Karachi Mass Transit: What we can learn from others

Recently, a seminar on rail based mass transit systems was arranged in Karachi by the Chartered Institute of Logistics and Transport Pakistan and the Mass Transit Cell of the Karachi City Government. In a paper read at the seminar, the Director of the Karachi Mass Transit Cell presented construction cost details of rail based mass transit systems in other cities of the world. These figures were very revealing and welcomed. We can now compare our costs with those of similar cities. However, there is much more that we can learn from the experience of others and it would have been good if this too could have been discussed.

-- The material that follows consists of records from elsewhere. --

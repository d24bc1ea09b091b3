//! Key management service client interface
//!
//! The import workflow only needs four service operations. They are
//! expressed as the [`KmsClient`] trait so the workflow runs unchanged
//! against a real SDK adapter or the in-process [`crate::InMemoryKms`].
//!
//! # Failure model
//!
//! Every operation returns [`ServiceError`], which separates two cases:
//!
//! - **ServiceRejected**: the request reached the service and was refused.
//!   Carries the HTTP status, the service error code and the request id.
//! - **TransportFailure**: the client could not complete the exchange at all
//!   (network, DNS, TLS, timeout).
//!
//! Neither case is retried here.

use std::fmt;
use std::future::Future;

use chrono::{DateTime, Utc};
use serde::{Deserialize, Serialize};
use thiserror::Error;

use crate::material::{EncryptedMaterial, ImportToken, WrappingPublicKey};
use crate::wrap::WrappingAlgorithm;

/// Errors reported by a KMS client
#[derive(Debug, Clone, Error, PartialEq, Eq)]
pub enum ServiceError {
    #[error("Service rejected request (HTTP {status_code}, {error_code}, request id {request_id}): {message}")]
    ServiceRejected {
        status_code: u16,
        error_code: String,
        request_id: String,
        message: String,
    },

    #[error("Transport failure: {message}")]
    TransportFailure { message: String },
}

impl ServiceError {
    pub fn rejected(
        status_code: u16,
        error_code: impl Into<String>,
        request_id: impl Into<String>,
        message: impl Into<String>,
    ) -> Self {
        ServiceError::ServiceRejected {
            status_code,
            error_code: error_code.into(),
            request_id: request_id.into(),
            message: message.into(),
        }
    }

    pub fn transport(message: impl Into<String>) -> Self {
        ServiceError::TransportFailure {
            message: message.into(),
        }
    }

    /// Returns true if repeating the call later could succeed
    ///
    /// Transport failures, throttling (429) and server-side errors (5xx) are
    /// retryable. Other rejections are not.
    pub fn is_retryable(&self) -> bool {
        match self {
            Self::TransportFailure { .. } => true,
            Self::ServiceRejected { status_code, .. } => {
                *status_code == 429 || (500..600).contains(status_code)
            }
        }
    }

    /// Service error code, if the service answered
    pub fn error_code(&self) -> Option<&str> {
        match self {
            Self::ServiceRejected { error_code, .. } => Some(error_code),
            Self::TransportFailure { .. } => None,
        }
    }

    /// Request id, if the service answered
    pub fn request_id(&self) -> Option<&str> {
        match self {
            Self::ServiceRejected { request_id, .. } => Some(request_id),
            Self::TransportFailure { .. } => None,
        }
    }
}

/// Where a key's material comes from
#[derive(Debug, Clone, Copy, PartialEq, Eq, Serialize, Deserialize)]
pub enum OriginType {
    #[serde(rename = "AWS_KMS")]
    AwsKms,
    /// Material is supplied by the customer through import
    #[serde(rename = "EXTERNAL")]
    External,
}

#[derive(Debug, Clone, Copy, PartialEq, Eq, Default, Serialize, Deserialize)]
pub enum KeyUsage {
    #[default]
    #[serde(rename = "ENCRYPT_DECRYPT")]
    EncryptDecrypt,
}

#[derive(Debug, Clone, Copy, PartialEq, Eq, Serialize, Deserialize)]
pub enum KeyState {
    PendingImport,
    Enabled,
    Disabled,
    PendingDeletion,
}

impl fmt::Display for KeyState {
    fn fmt(&self, f: &mut fmt::Formatter<'_>) -> fmt::Result {
        let name = match self {
            Self::PendingImport => "PendingImport",
            Self::Enabled => "Enabled",
            Self::Disabled => "Disabled",
            Self::PendingDeletion => "PendingDeletion",
        };
        f.write_str(name)
    }
}

/// Size of the RSA wrapping key the service should issue
#[derive(Debug, Clone, Copy, PartialEq, Eq, Default, Serialize, Deserialize)]
pub enum WrappingKeySpec {
    #[default]
    #[serde(rename = "RSA_2048")]
    Rsa2048,
    #[serde(rename = "RSA_3072")]
    Rsa3072,
    #[serde(rename = "RSA_4096")]
    Rsa4096,
}

impl WrappingKeySpec {
    pub fn bits(&self) -> usize {
        match self {
            Self::Rsa2048 => 2048,
            Self::Rsa3072 => 3072,
            Self::Rsa4096 => 4096,
        }
    }

    pub fn as_str(&self) -> &'static str {
        match self {
            Self::Rsa2048 => "RSA_2048",
            Self::Rsa3072 => "RSA_3072",
            Self::Rsa4096 => "RSA_4096",
        }
    }
}

impl std::str::FromStr for WrappingKeySpec {
    type Err = String;

    fn from_str(s: &str) -> Result<Self, Self::Err> {
        match s.trim().to_ascii_uppercase().replace('-', "_").as_str() {
            "RSA_2048" => Ok(Self::Rsa2048),
            "RSA_3072" => Ok(Self::Rsa3072),
            "RSA_4096" => Ok(Self::Rsa4096),
            _ => Err(format!(
                "Unknown wrapping key spec: {}. Use RSA_2048, RSA_3072 or RSA_4096.",
                s
            )),
        }
    }
}

/// Whether imported material expires
#[derive(Debug, Clone, Copy, PartialEq, Eq, Default, Serialize, Deserialize)]
#[serde(tag = "model")]
pub enum ExpirationModel {
    #[default]
    #[serde(rename = "KEY_MATERIAL_DOES_NOT_EXPIRE")]
    KeyMaterialDoesNotExpire,
    #[serde(rename = "KEY_MATERIAL_EXPIRES")]
    KeyMaterialExpires { valid_to: DateTime<Utc> },
}

#[derive(Debug, Clone, PartialEq, Eq, Serialize, Deserialize)]
pub struct KeyMetadata {
    pub key_id: String,
    pub origin: OriginType,
    pub key_state: KeyState,
    pub key_usage: KeyUsage,
    pub description: Option<String>,
    pub creation_date: DateTime<Utc>,
    pub valid_to: Option<DateTime<Utc>>,
}

#[derive(Debug, Clone, PartialEq, Eq)]
pub struct CreateKeyRequest {
    pub description: Option<String>,
    pub origin: OriginType,
    pub key_usage: KeyUsage,
}

impl CreateKeyRequest {
    /// Request for an empty key whose material will be imported
    pub fn external() -> Self {
        CreateKeyRequest {
            description: None,
            origin: OriginType::External,
            key_usage: KeyUsage::EncryptDecrypt,
        }
    }

    pub fn with_description(mut self, description: impl Into<String>) -> Self {
        self.description = Some(description.into());
        self
    }
}

#[derive(Debug, Clone, PartialEq, Eq)]
pub struct GetParametersForImportRequest {
    pub key_id: String,
    pub wrapping_algorithm: WrappingAlgorithm,
    pub wrapping_key_spec: WrappingKeySpec,
}

/// Wrapping key and import token for one key
#[derive(Debug, Clone)]
pub struct ImportParameters {
    pub key_id: String,
    pub public_key: WrappingPublicKey,
    pub import_token: ImportToken,
    pub parameters_valid_to: DateTime<Utc>,
}

#[derive(Debug, Clone)]
pub struct ImportKeyMaterialRequest {
    pub key_id: String,
    pub import_token: ImportToken,
    pub encrypted_key_material: EncryptedMaterial,
    pub expiration: ExpirationModel,
}

#[derive(Debug, Clone, PartialEq, Eq)]
pub struct ImportKeyMaterialResponse {
    pub key_id: String,
}

/// Operations the import workflow needs from a key management service
pub trait KmsClient {
    /// Create a key record
    fn create_key(
        &self,
        request: CreateKeyRequest,
    ) -> impl Future<Output = Result<KeyMetadata, ServiceError>> + Send;

    /// Issue a wrapping public key and import token for an external key
    fn get_parameters_for_import(
        &self,
        request: GetParametersForImportRequest,
    ) -> impl Future<Output = Result<ImportParameters, ServiceError>> + Send;

    /// Submit wrapped key material together with its import token
    fn import_key_material(
        &self,
        request: ImportKeyMaterialRequest,
    ) -> impl Future<Output = Result<ImportKeyMaterialResponse, ServiceError>> + Send;

    fn describe_key(
        &self,
        key_id: &str,
    ) -> impl Future<Output = Result<KeyMetadata, ServiceError>> + Send;
}
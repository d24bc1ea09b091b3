//! Import configuration
//!
//! Region, wrapping parameters and key material for an import. Settings come
//! from defaults, a JSON file, or `KMS_IMPORT_*` environment variables.
//!
//! # Environment Variables
//!
//! - `KMS_IMPORT_REGION` - service region (default `us-east-1`)
//! - `KMS_IMPORT_WRAPPING_ALGORITHM` - e.g. `RSAES_OAEP_SHA_256` (default `RSAES_OAEP_SHA_1`)
//! - `KMS_IMPORT_WRAPPING_KEY_SPEC` - `RSA_2048`, `RSA_3072` or `RSA_4096`
//! - `KMS_IMPORT_KEY_DESCRIPTION` - description for the created key
//! - `KMS_IMPORT_VALID_TO` - RFC 3339 expiry for the imported material
//! - `KMS_IMPORT_KEY_MATERIAL_B64` - base64 key material; random when unset

use std::path::Path;

use chrono::{DateTime, Utc};
use serde::{Deserialize, Serialize};
use thiserror::Error;

use crate::kms::{ExpirationModel, WrappingKeySpec};
use crate::material::{KeyMaterial, MaterialError};
use crate::wrap::WrappingAlgorithm;

pub const DEFAULT_REGION: &str = "us-east-1";

#[derive(Debug, Error)]
pub enum ConfigError {
    #[error("Invalid value for {var}: {reason}")]
    Env { var: &'static str, reason: String },

    #[error("I/O error: {0}")]
    Io(#[from] std::io::Error),

    #[error("JSON parse error: {0}")]
    Json(#[from] serde_json::Error),

    #[error("Invalid configuration: {0}")]
    Invalid(String),
}

#[derive(Debug, Clone, PartialEq, Eq, Serialize, Deserialize)]
#[serde(default)]
pub struct ImportConfig {
    pub region: String,
    pub wrapping_algorithm: WrappingAlgorithm,
    pub wrapping_key_spec: WrappingKeySpec,
    pub key_description: Option<String>,
    pub expiration: ExpirationModel,
    /// Base64 key material; the caller generates material when absent
    pub key_material_b64: Option<String>,
}

impl Default for ImportConfig {
    fn default() -> Self {
        ImportConfig {
            region: DEFAULT_REGION.to_string(),
            wrapping_algorithm: WrappingAlgorithm::default(),
            wrapping_key_spec: WrappingKeySpec::default(),
            key_description: None,
            expiration: ExpirationModel::default(),
            key_material_b64: None,
        }
    }
}

impl ImportConfig {
    /// Build a configuration from `KMS_IMPORT_*` variables over the defaults
    pub fn from_env() -> Result<Self, ConfigError> {
        Self::from_lookup(|name| std::env::var(name).ok())
    }

    /// Build a configuration from any variable source
    ///
    /// `from_env` delegates here; tests pass a map instead of touching the
    /// process environment.
    pub fn from_lookup<F>(lookup: F) -> Result<Self, ConfigError>
    where
        F: Fn(&str) -> Option<String>,
    {
        let mut config = ImportConfig::default();

        if let Some(region) = lookup("KMS_IMPORT_REGION") {
            config.region = region;
        }
        if let Some(algorithm) = lookup("KMS_IMPORT_WRAPPING_ALGORITHM") {
            config.wrapping_algorithm =
                algorithm.parse::<WrappingAlgorithm>().map_err(|reason| ConfigError::Env {
                    var: "KMS_IMPORT_WRAPPING_ALGORITHM",
                    reason,
                })?;
        }
        if let Some(spec) = lookup("KMS_IMPORT_WRAPPING_KEY_SPEC") {
            config.wrapping_key_spec = spec.parse::<WrappingKeySpec>().map_err(|reason| ConfigError::Env {
                var: "KMS_IMPORT_WRAPPING_KEY_SPEC",
                reason,
            })?;
        }
        if let Some(description) = lookup("KMS_IMPORT_KEY_DESCRIPTION") {
            config.key_description = Some(description);
        }
        if let Some(valid_to) = lookup("KMS_IMPORT_VALID_TO") {
            let valid_to = DateTime::parse_from_rfc3339(valid_to.trim()).map_err(|e| {
                ConfigError::Env {
                    var: "KMS_IMPORT_VALID_TO",
                    reason: e.to_string(),
                }
            })?;
            config.expiration = ExpirationModel::KeyMaterialExpires {
                valid_to: valid_to.with_timezone(&Utc),
            };
        }
        if let Some(material) = lookup("KMS_IMPORT_KEY_MATERIAL_B64") {
            config.key_material_b64 = Some(material);
        }

        Ok(config)
    }

    /// Load a JSON configuration file; missing fields take their defaults
    pub fn from_json_file(path: impl AsRef<Path>) -> Result<Self, ConfigError> {
        let contents = std::fs::read_to_string(path)?;
        let config: ImportConfig = serde_json::from_str(&contents)?;
        Ok(config)
    }

    /// Check settings that can be judged before contacting the service
    pub fn validate(&self) -> Result<(), ConfigError> {
        if self.region.trim().is_empty() {
            return Err(ConfigError::Invalid("region must not be empty".to_string()));
        }
        if let ExpirationModel::KeyMaterialExpires { valid_to } = self.expiration {
            if valid_to <= Utc::now() {
                return Err(ConfigError::Invalid(format!(
                    "key material expiry {} is in the past",
                    valid_to.to_rfc3339()
                )));
            }
        }
        Ok(())
    }

    /// Configured key material, or fresh random AES-256 material
    pub fn key_material(&self) -> Result<KeyMaterial, MaterialError> {
        match &self.key_material_b64 {
            Some(encoded) => KeyMaterial::from_base64(encoded),
            None => KeyMaterial::generate(KeyMaterial::SYMMETRIC_LEN),
        }
    }
}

Manila, Cairo, Bangkok, Calcutta and Bombay are cities very similar to ours in demographic and social terms. All of them have rail based mass transit systems in operation. Some of them have developed these systems recently. It is important to understand the repercussions of these systems and how they have fared.

In the case of Manila, Cairo and Bangkok, mass transit rail systems have not improved traffic conditions. In all these cities traffic related problems have increased and there are enormous traffic jams in which people can be caught for anything between one to two hours if nor more. This is in spite of the fact that these cities have also built numerous flyovers and/or expressways on which millions of dollars have been spent. Traffic moves fast on the expressways but at the exit to the expressway (except when leaving the city) increased traffic congestion takes place. The recent circular road loop constructed in Bangkok has however eased traffic conditions. Planners feel that if it had been built earlier, some of the expressways would not have been necessary. It is clear from the experience of these cities that effective traffic management and planning to segregate through and local traffic and not inner city expressways, flyovers and rail mass transit systems alone will improve traffic conditions.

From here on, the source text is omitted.